Faltando 100 dias para o primeiro turno das eleições gerais, o mapa político dos estados ainda está longe de se fechar. Em boa parte do país, as chapas para governo e Senado continuam em fase de negociação, com partidos ajustando alianças, testando nomes e segurando anúncios para os próximos movimentos da campanha.
O quadro mais definido aparece em um grupo pequeno de estados. Bahia, Mato Grosso do Sul, Rio Grande do Sul e Santa Catarina estão entre os casos em que as composições já ganharam contornos mais claros, reduzindo o espaço para surpresas de última hora. Ainda assim, mesmo onde há mais previsibilidade, o ambiente segue sujeito a mudanças até o registro oficial das candidaturas.

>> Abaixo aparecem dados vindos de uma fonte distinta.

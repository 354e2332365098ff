//! Short-term Pattern Detector
//!
//! Scans the newest-first tick window for named shapes:
//! - Consecutive drop/rise runs
//! - Single-tick shocks (sudden drop / spike)
//! - Cross-venue divergence (manipulation vs market-driven)
//! - Recovery after a dip
//! - Bottom reversal (run of drops followed by an uptick)
//!
//! Thresholds are fixed constants. The detector holds no mutable state, so
//! analyzing the same snapshot twice always yields the same result.

use serde::{Deserialize, Serialize};
use std::fmt;
use tracing::debug;

use crate::config::PatternsConfig;
use crate::history::MarketSnapshot;
use crate::types::{percent_change, PriceTick, ReferenceInstrument, ReferencePrice, Suggestion};

// ─────────────────────────────────────────────────────────────────
// Thresholds
// ─────────────────────────────────────────────────────────────────

/// Minimum same-sign run length
const RUN_MIN_LEN: usize = 2;
/// Newest-tick percent move that counts as a shock
const SHOCK_PERCENT: f64 = 0.2;
/// Reference change below this (abs %) is considered stable
const REFERENCE_STABLE_PERCENT: f64 = 0.15;
/// Asset change above this (abs %) is considered a move
const ASSET_MOVED_PERCENT: f64 = 0.25;
/// Fixed confidence of a market-driven move
const MARKET_DRIVEN_CONFIDENCE: f64 = 60.0;
/// Recovery must retrace more than this percent of the dip
const RECOVERY_MIN_PERCENT: f64 = 50.0;
/// Minimum drops before the uptick for a bottom reversal
const BOTTOM_MIN_DROPS: usize = 3;
/// Upper bound for most pattern confidences
const CONFIDENCE_CAP: f64 = 95.0;
const RECOVERY_CONFIDENCE_CAP: f64 = 85.0;
/// Baseline confidence cap when nothing fires
const BASELINE_CAP: f64 = 25.0;

/// Closed set of detectable shapes
#[derive(Debug, Clone, Copy, PartialEq, Eq, Hash, Serialize, Deserialize)]
#[serde(rename_all = "SCREAMING_SNAKE_CASE")]
pub enum PatternType {
    ConsecutiveDrops,
    ConsecutiveRises,
    SuddenDrop,
    SuddenSpike,
    /// Asset moved while the primary reference stayed flat
    Manipulation,
    /// Asset moved together with the primary reference
    MarketDriven,
    Recovery,
    BottomReversal,
}

impl PatternType {
    pub fn as_str(&self) -> &'static str {
        match self {
            PatternType::ConsecutiveDrops => "CONSECUTIVE_DROPS",
            PatternType::ConsecutiveRises => "CONSECUTIVE_RISES",
            PatternType::SuddenDrop => "SUDDEN_DROP",
            PatternType::SuddenSpike => "SUDDEN_SPIKE",
            PatternType::Manipulation => "MANIPULATION",
            PatternType::MarketDriven => "MARKET_DRIVEN",
            PatternType::Recovery => "RECOVERY",
            PatternType::BottomReversal => "BOTTOM_REVERSAL",
        }
    }

    pub fn from_str(s: &str) -> Option<Self> {
        match s.trim() {
            "CONSECUTIVE_DROPS" => Some(PatternType::ConsecutiveDrops),
            "CONSECUTIVE_RISES" => Some(PatternType::ConsecutiveRises),
            "SUDDEN_DROP" => Some(PatternType::SuddenDrop),
            "SUDDEN_SPIKE" => Some(PatternType::SuddenSpike),
            "MANIPULATION" => Some(PatternType::Manipulation),
            "MARKET_DRIVEN" => Some(PatternType::MarketDriven),
            "RECOVERY" => Some(PatternType::Recovery),
            "BOTTOM_REVERSAL" => Some(PatternType::BottomReversal),
            _ => None,
        }
    }
}

impl fmt::Display for PatternType {
    fn fmt(&self, f: &mut fmt::Formatter<'_>) -> fmt::Result {
        write!(f, "{}", self.as_str())
    }
}

/// A shape found in the current window
#[derive(Debug, Clone, PartialEq, Serialize, Deserialize)]
pub struct DetectedPattern {
    pub pattern_type: PatternType,
    /// 0-100
    pub confidence: f64,
    pub description: String,
}

impl DetectedPattern {
    fn new(pattern_type: PatternType, confidence: f64, description: String) -> Self {
        Self {
            pattern_type,
            confidence: confidence.clamp(0.0, 100.0),
            description,
        }
    }
}

/// Detector output for one cycle
#[derive(Debug, Clone, PartialEq, Serialize, Deserialize)]
pub struct PatternAnalysis {
    pub patterns: Vec<DetectedPattern>,
    pub suggestion: Suggestion,
    /// Overall confidence (0-100)
    pub confidence: f64,
    /// Ticks that were inside the lookback window
    pub data_points: usize,
}

impl PatternAnalysis {
    pub fn has_patterns(&self) -> bool {
        !self.patterns.is_empty()
    }

    pub fn has(&self, pattern_type: PatternType) -> bool {
        self.patterns.iter().any(|p| p.pattern_type == pattern_type)
    }

    pub fn get(&self, pattern_type: PatternType) -> Option<&DetectedPattern> {
        self.patterns.iter().find(|p| p.pattern_type == pattern_type)
    }

    pub fn pattern_types(&self) -> Vec<PatternType> {
        self.patterns.iter().map(|p| p.pattern_type).collect()
    }
}

/// Pattern detector over a fixed lookback
#[derive(Debug, Clone)]
pub struct PatternDetector {
    lookback_minutes: i64,
    max_records: usize,
}

impl PatternDetector {
    pub fn new(config: &PatternsConfig) -> Self {
        Self {
            lookback_minutes: config.lookback_minutes,
            max_records: config.max_records,
        }
    }

    /// Analyze the asset window of a snapshot against its primary reference.
    /// The reference is cut to the span the asset ticks actually cover, which
    /// is shorter than the lookback when `max_records` truncates the ticks.
    pub fn analyze(&self, snapshot: &MarketSnapshot) -> PatternAnalysis {
        let ticks = snapshot.ticks_within(self.lookback_minutes, self.max_records);
        let reference =
            snapshot.references_within(ReferenceInstrument::Primary, self.lookback_minutes);
        let reference = match ticks.last() {
            Some(oldest) => {
                let n = reference
                    .iter()
                    .take_while(|r| r.timestamp >= oldest.timestamp)
                    .count();
                &reference[..n]
            }
            None => &reference[..0],
        };
        self.analyze_window(ticks, reference)
    }

    /// Analyze explicit newest-first windows
    pub fn analyze_window(
        &self,
        ticks: &[PriceTick],
        reference: &[ReferencePrice],
    ) -> PatternAnalysis {
        let mut patterns = Vec::new();

        if let Some(p) = detect_consecutive_run(ticks) {
            patterns.push(p);
        }
        if let Some(p) = detect_shock(ticks) {
            patterns.push(p);
        }
        if let Some(p) = detect_divergence(ticks, reference) {
            patterns.push(p);
        }
        if let Some(p) = detect_recovery(ticks) {
            patterns.push(p);
        }
        if let Some(p) = detect_bottom_reversal(ticks) {
            patterns.push(p);
        }

        for p in &patterns {
            debug!(pattern = %p.pattern_type, confidence = p.confidence, "{}", p.description);
        }

        let suggestion = resolve_suggestion(&patterns);
        let confidence = overall_confidence(&patterns, ticks.len());

        PatternAnalysis {
            patterns,
            suggestion,
            confidence,
            data_points: ticks.len(),
        }
    }
}

impl Default for PatternDetector {
    fn default() -> Self {
        Self::new(&PatternsConfig::default())
    }
}

// ─────────────────────────────────────────────────────────────────
// Individual detectors
// ─────────────────────────────────────────────────────────────────

/// Run of same-sign deltas from the newest tick backward
fn detect_consecutive_run(ticks: &[PriceTick]) -> Option<DetectedPattern> {
    let newest = ticks.first()?;
    if newest.delta_from_prev == 0.0 {
        return None;
    }
    let falling = newest.delta_from_prev < 0.0;

    let run: Vec<&PriceTick> = ticks
        .iter()
        .take_while(|t| {
            if falling {
                t.delta_from_prev < 0.0
            } else {
                t.delta_from_prev > 0.0
            }
        })
        .collect();

    let count = run.len();
    if count < RUN_MIN_LEN {
        return None;
    }

    let magnitude: f64 = run.iter().map(|t| t.percent_delta.abs()).sum();
    let confidence = (40.0 + count as f64 * 15.0 + magnitude * 5.0).min(CONFIDENCE_CAP);

    let (pattern_type, label) = if falling {
        (PatternType::ConsecutiveDrops, "drops")
    } else {
        (PatternType::ConsecutiveRises, "rises")
    };

    Some(DetectedPattern::new(
        pattern_type,
        confidence,
        format!("{} consecutive {} totalling {:.3}%", count, label, magnitude),
    ))
}

/// Newest tick moved more than the shock threshold
fn detect_shock(ticks: &[PriceTick]) -> Option<DetectedPattern> {
    let newest = ticks.first()?;
    let percent = newest.percent_delta.abs();
    if percent <= SHOCK_PERCENT {
        return None;
    }

    let confidence = (40.0 + percent * 30.0).min(CONFIDENCE_CAP);
    let (pattern_type, label) = if newest.percent_delta < 0.0 {
        (PatternType::SuddenDrop, "drop")
    } else {
        (PatternType::SuddenSpike, "spike")
    };

    Some(DetectedPattern::new(
        pattern_type,
        confidence,
        format!("Sudden {} of {:.3}% in one tick", label, percent),
    ))
}

/// Compare the asset's window change to the primary reference's
fn detect_divergence(ticks: &[PriceTick], reference: &[ReferencePrice]) -> Option<DetectedPattern> {
    if ticks.len() < 2 || reference.len() < 2 {
        return None;
    }

    let asset_change = percent_change(ticks[ticks.len() - 1].value, ticks[0].value);
    let ref_change = percent_change(reference[reference.len() - 1].value, reference[0].value);

    let reference_stable = ref_change.abs() < REFERENCE_STABLE_PERCENT;
    let asset_moved = asset_change.abs() > ASSET_MOVED_PERCENT;

    if reference_stable && asset_moved {
        let confidence = (60.0 + asset_change.abs() * 10.0).min(CONFIDENCE_CAP);
        return Some(DetectedPattern::new(
            PatternType::Manipulation,
            confidence,
            format!(
                "Asset moved {:+.3}% while reference moved {:+.3}%",
                asset_change, ref_change
            ),
        ));
    }

    let same_sign = asset_change != 0.0 && asset_change.signum() == ref_change.signum();
    if ref_change.abs() > REFERENCE_STABLE_PERCENT && same_sign {
        return Some(DetectedPattern::new(
            PatternType::MarketDriven,
            MARKET_DRIVEN_CONFIDENCE,
            format!(
                "Asset {:+.3}% follows reference {:+.3}%",
                asset_change, ref_change
            ),
        ));
    }

    None
}

/// Dip followed by a rebound over the four newest ticks
fn detect_recovery(ticks: &[PriceTick]) -> Option<DetectedPattern> {
    if ticks.len() < 4 {
        return None;
    }
    let (p0, p1, p2, p3) = (ticks[0].value, ticks[1].value, ticks[2].value, ticks[3].value);

    if !(p3 > p2 && p2 < p1 && p1 < p0) {
        return None;
    }

    let recovery_percent = (p0 - p2) / (p3 - p2) * 100.0;
    if recovery_percent <= RECOVERY_MIN_PERCENT {
        return None;
    }

    let confidence = (50.0 + recovery_percent * 0.3).min(RECOVERY_CONFIDENCE_CAP);
    Some(DetectedPattern::new(
        PatternType::Recovery,
        confidence,
        format!("Recovered {:.1}% of the dip", recovery_percent),
    ))
}

/// Uptick after an unbroken run of at least three drops
fn detect_bottom_reversal(ticks: &[PriceTick]) -> Option<DetectedPattern> {
    let newest = ticks.first()?;
    if newest.delta_from_prev <= 0.0 {
        return None;
    }

    let drops: Vec<&PriceTick> = ticks
        .iter()
        .skip(1)
        .take_while(|t| t.delta_from_prev < 0.0)
        .collect();

    let prior_drops = drops.len();
    if prior_drops < BOTTOM_MIN_DROPS {
        return None;
    }

    let total_drop_amount: f64 = drops.iter().map(|t| t.delta_from_prev.abs()).sum();
    let total_drop_percent: f64 = drops.iter().map(|t| t.percent_delta.abs()).sum();
    let confidence =
        (60.0 + prior_drops as f64 * 8.0 + total_drop_percent * 3.0).min(CONFIDENCE_CAP);

    Some(DetectedPattern::new(
        PatternType::BottomReversal,
        confidence,
        format!(
            "Uptick after {} drops (-{:.4} / -{:.3}%)",
            prior_drops, total_drop_amount, total_drop_percent
        ),
    ))
}

// ─────────────────────────────────────────────────────────────────
// Aggregation
// ─────────────────────────────────────────────────────────────────

/// First matching rule wins
fn resolve_suggestion(patterns: &[DetectedPattern]) -> Suggestion {
    let has = |t: PatternType| patterns.iter().any(|p| p.pattern_type == t);
    let manipulated = has(PatternType::Manipulation);

    // Bottom reversal outranks recovery; both buy
    if has(PatternType::BottomReversal) || has(PatternType::Recovery) {
        Suggestion::Buy
    } else if has(PatternType::ConsecutiveDrops) && !manipulated {
        Suggestion::Sell
    } else if has(PatternType::ConsecutiveDrops) {
        Suggestion::Hold
    } else if has(PatternType::SuddenSpike) {
        Suggestion::Sell
    } else {
        // Rises, manipulated drops and everything else wait
        Suggestion::Hold
    }
}

fn overall_confidence(patterns: &[DetectedPattern], data_points: usize) -> f64 {
    if patterns.is_empty() {
        return (data_points as f64 * 3.0).min(BASELINE_CAP);
    }

    let max = patterns
        .iter()
        .map(|p| p.confidence)
        .fold(f64::MIN, f64::max);
    let mean = patterns.iter().map(|p| p.confidence).sum::<f64>() / patterns.len() as f64;

    (max * 0.7 + mean * 0.3).clamp(0.0, 100.0)
}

Em São Paulo, a corrida ganhou um novo componente após as desistências de Paulo Serra, do PSDB, e de Kim Kataguiri, do Missão. As saídas abriram espaço para uma disputa que tende a ser diferente do desenho inicialmente esperado e podem reorganizar o campo de centro-direita no estado mais populoso do país.
Na prática, a contagem regressiva para o primeiro turno tem acelerado as costuras partidárias, mas não eliminado a incerteza. Governo e Senado seguem como as peças mais estratégicas da disputa estadual, e a tendência é que os próximos dias sejam marcados por novas definições, recuos e rearranjos nas alianças.